No bloco ‘modelo quali-quant’, estão sendo desenvolvido ou
adaptado um módulo de cálculo de transporte de poluentes,
baseado na equação de advecção e decaimento dos poluentes,
parametrizado de forma individual e, se necessário, interdependente
para cada tipo de poluente. O modelo é verificado com
resultados coletados em bacia experimental urbana, com pontos
de monitoramento localizados de forma a monitorar regiões
com diferentes graus de urbanização e geração de cargas.

Figura 2 - Sistemas de avaliação de águas urbanas pluviais e
fluviais – diagrama metodológico
No bloco ‘uso e ocupação do solo’, os cenários são avaliados
por metodologia multicritério, prevendo-se o uso de combinação
ordenada ponderada. Na definição de cenários, os critérios
físicos restritivos englobam áreas já urbanizadas, áreas
de preservação permanente, áreas de equipamentos urbanos
(parques, praças, parques), vias e logradouros públicos.
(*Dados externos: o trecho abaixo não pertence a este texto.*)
//! Controller HTTP surface: the claim endpoint nodes race on, the webhook
//! and manual triggers, node registration and the operator-gated cleanup,
//! cancel and healthcheck tasks.

use std::sync::Arc;
use std::time::Duration;

use axum::body::Bytes;
use axum::extract::{Path, State};
use axum::http::{header, HeaderMap, StatusCode};
use axum::response::{IntoResponse, Response};
use axum::routing::{get, post};
use axum::{Json, Router};
use serde::Deserialize;
use serde_json::json;
use tower_http::cors::{Any, CorsLayer};
use uuid::Uuid;

use crate::error::SchedulerError;
use crate::ingest::Ingestor;
use crate::registry::{constant_time_eq, NodeRegistry};
use crate::scheduler::{ClaimCoordinator, Janitor};

/// Header carrying the node identity on node-originated requests.
pub const NODE_ID_HEADER: &str = "X-IGLU-NODE-ID";

#[derive(Clone)]
pub struct ApiState {
    pub registry: Arc<NodeRegistry>,
    pub coordinator: Arc<ClaimCoordinator>,
    pub ingestor: Arc<Ingestor>,
    pub janitor: Arc<Janitor>,
    pub operator_psk: String,
    pub healthcheck_wait: Duration,
}

pub fn router(state: ApiState) -> Router {
    let cors = CorsLayer::new()
        .allow_origin(Any)
        .allow_methods(Any)
        .allow_headers(Any);

    Router::new()
        .route("/api/v1/node/job/apply", post(apply_job))
        .route("/api/v1/node/job/update", post(update_job))
        .route("/api/v1/node/register", post(register_node))
        .route("/api/v1/node/healthcheck", get(node_healthcheck))
        .route("/api/v1/webhooks/builder/:hook", get(webhook_trigger))
        .route("/api/v1/builder/:id/run", post(run_builder))
        .route("/api/v1/job/:id/cancel", post(cancel_job))
        .route("/api/v1/tasks/cleanup", get(cleanup))
        .layer(cors)
        .with_state(state)
}

fn error_response(err: SchedulerError) -> Response {
    let (status, body) = match &err {
        SchedulerError::Unauthorized { cause } => (
            StatusCode::UNAUTHORIZED,
            match cause {
                Some(cause) => json!({"message": "Unauthorized", "cause": cause}),
                None => json!({"message": "Unauthorized"}),
            },
        ),
        SchedulerError::BadRequest(cause) => (
            StatusCode::BAD_REQUEST,
            json!({"message": "Bad Request", "cause": cause}),
        ),
        SchedulerError::NotAcceptable(_) => (
            StatusCode::NOT_ACCEPTABLE,
            json!({"message": "Not acceptable"}),
        ),
        SchedulerError::NotFound(what) => (StatusCode::NOT_FOUND, json!({"error": what})),
        SchedulerError::Gone(cause) => (
            StatusCode::GONE,
            json!({"message": "Internal Server Error", "cause": cause}),
        ),
        SchedulerError::Conflict(what) => (StatusCode::CONFLICT, json!({"error": what})),
        SchedulerError::Internal(what) => {
            (StatusCode::INTERNAL_SERVER_ERROR, json!({"error": what}))
        }
        SchedulerError::Serde(_) | SchedulerError::Redis(_) => {
            tracing::error!(error = %err, "Request failed");
            (
                StatusCode::INTERNAL_SERVER_ERROR,
                json!({"error": "Internal Server Error"}),
            )
        }
    };
    (status, Json(body)).into_response()
}

fn operator_authorized(state: &ApiState, headers: &HeaderMap) -> bool {
    if state.operator_psk.is_empty() {
        return false;
    }
    headers
        .get(header::AUTHORIZATION)
        .and_then(|v| v.to_str().ok())
        .map(|auth| constant_time_eq(auth.as_bytes(), state.operator_psk.as_bytes()))
        .unwrap_or(false)
}

fn operator_unauthorized() -> Response {
    (
        StatusCode::UNAUTHORIZED,
        Json(json!({"status": "error", "message": "Unauthorized"})),
    )
        .into_response()
}

/// A node applies to execute a queued job.
async fn apply_job(State(state): State<ApiState>, headers: HeaderMap, body: Bytes) -> Response {
    let node_id = headers.get(NODE_ID_HEADER).and_then(|v| v.to_str().ok());
    let authorization = headers
        .get(header::AUTHORIZATION)
        .and_then(|v| v.to_str().ok());

    match state.coordinator.claim(node_id, authorization, &body).await {
        Ok(_) => Json(json!({})).into_response(),
        Err(e) => error_response(e),
    }
}

/// A node reports execution progress for a job it was awarded.
async fn update_job(State(state): State<ApiState>, headers: HeaderMap, body: Bytes) -> Response {
    let node_id = headers.get(NODE_ID_HEADER).and_then(|v| v.to_str().ok());
    let authorization = headers
        .get(header::AUTHORIZATION)
        .and_then(|v| v.to_str().ok());

    match state
        .coordinator
        .update_progress(node_id, authorization, &body)
        .await
    {
        Ok(()) => Json(json!({})).into_response(),
        Err(e) => error_response(e),
    }
}

#[derive(Deserialize)]
struct RegisterRequest {
    node_id: String,
    psk: String,
    #[serde(default)]
    arch: Vec<String>,
}

async fn register_node(
    State(state): State<ApiState>,
    headers: HeaderMap,
    Json(req): Json<RegisterRequest>,
) -> Response {
    if !operator_authorized(&state, &headers) {
        return operator_unauthorized();
    }
    match state
        .registry
        .register(&req.node_id, &req.psk, req.arch)
        .await
    {
        Ok(()) => Json(json!({})).into_response(),
        Err(e) => error_response(e),
    }
}

async fn node_healthcheck(State(state): State<ApiState>, headers: HeaderMap) -> Response {
    if !operator_authorized(&state, &headers) {
        return operator_unauthorized();
    }
    match state.registry.health_sweep(state.healthcheck_wait).await {
        Ok(deregistered) => {
            tracing::debug!(
                deregistered = deregistered.len(),
                "Health check pass complete"
            );
            Json(json!({"status": "ok"})).into_response()
        }
        Err(e) => error_response(e),
    }
}

async fn webhook_trigger(State(state): State<ApiState>, Path(hook): Path<String>) -> Response {
    match state.ingestor.trigger_webhook(&hook).await {
        Ok((builder, job)) => {
            tracing::debug!(job_id = %job.id, "Published build job from webhook");
            Json(builder).into_response()
        }
        Err(e) => error_response(e),
    }
}

async fn run_builder(State(state): State<ApiState>, Path(id): Path<String>) -> Response {
    match state.ingestor.trigger_manual(&id).await {
        Ok((_, job)) => Json(json!({"job_id": job.id})).into_response(),
        Err(e) => error_response(e),
    }
}

async fn cancel_job(
    State(state): State<ApiState>,
    Path(id): Path<String>,
    headers: HeaderMap,
) -> Response {
    if !operator_authorized(&state, &headers) {
        return operator_unauthorized();
    }
    let Ok(job_id) = id.parse::<Uuid>() else {
        return error_response(SchedulerError::BadRequest("Invalid job ID"));
    };
    match state.coordinator.cancel(job_id).await {
        Ok(()) => Json(json!({})).into_response(),
        Err(e) => error_response(e),
    }
}

/// One janitor pass on demand.
async fn cleanup(State(state): State<ApiState>, headers: HeaderMap) -> Response {
    if !operator_authorized(&state, &headers) {
        return operator_unauthorized();
    }
    match state.janitor.sweep().await {
        Ok(removed) => {
            tracing::debug!(removed, "Cleanup task removed stale queue entries");
            Json(json!({})).into_response()
        }
        Err(e) => error_response(e),
    }
}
Como
fatores restritivos adicionais consideram-se a conexão com o
anel de nascentes de Porto Alegre, a preservação da rede de
drenagem natural, a declividade do terreno e a proximidade deáreas sujeitas a enchentes. Como fatores indutivos na formação
de cenários consideram-se a proximidade e o tempo de
deslocamento até o centro urbano do município e a proximidade
de áreas urbanizadas e vias públicas (avenidas e rodovias).
No bloco ‘sistemas de controle de qualidade e quantidade’,
a idéia é extrair e analisar dados de experimentos de campo de
estruturas de controle quali-quantitativo das águas plúvio-fluviais,
para avaliar parâmetros que qualificarão cenários específicos.
A pesquisa faz experimento com estrutura de banhado
construído para verificar o grau de controle quali-quantitativo
de águas provenientes da drenagem pluvial e águas cinzas. As
variáveis para controle incluem TOC, pH, OD, turbidez, clorofila,
nutrientes, hidrocarbonetos e comunidades biológicas como
macroinvertebrados, zooplâcton e fitoplâncton. Outra estrutura
experimental é o pavimento permeável, já construído no IPH/
UFRGS, que está sendo monitorado para avaliar a sua aplicabilidade
para o controle da qualidade das águas pluviais, identificando
os contaminantes presentes na água de drenagem
que nela transitam. Junto com esse experimento associam-se
outros relativos a trincheiras de infiltração e ecotelhados, com
objetivos semelhantes. Adicionalmente, uma estrutura retentora
de lixo experimental em córrego urbano fornece dados sobre
origem e trânsito desses resíduos em bacias.
O bloco ‘sistema de monitoramento’ diz respeito ao monitoramento
hidrológico e de parâmetros de qualidade da água
da bacia piloto (Capivara), que embasa a modelagem. A fluviometria
na bacia hidrográfica está sendo monitorada através
da instalação de postos com registrador automático de nível
d´água. Nessas seções estão sendo efetuadas medições de
vazão com molinete e coletas de amostras de água e sedimento
suspenso tanto para fluxo de base quanto por evento.
Amostras são testadas para fósforo total, matéria orgânica, nitrogênio
e poluentes orgânicos voláteis e semivoláteis. A rede
conta também com monitoramento meteorológico na bacia.
O bloco ‘ambiental-econômico’ desenvolve metodologia aplicável
a bacias urbanas para determinar os impactos ambientais
e econômicos relativos a processos de controle dos escoamentos
urbanos, com base nos dados da bacia do Capivara.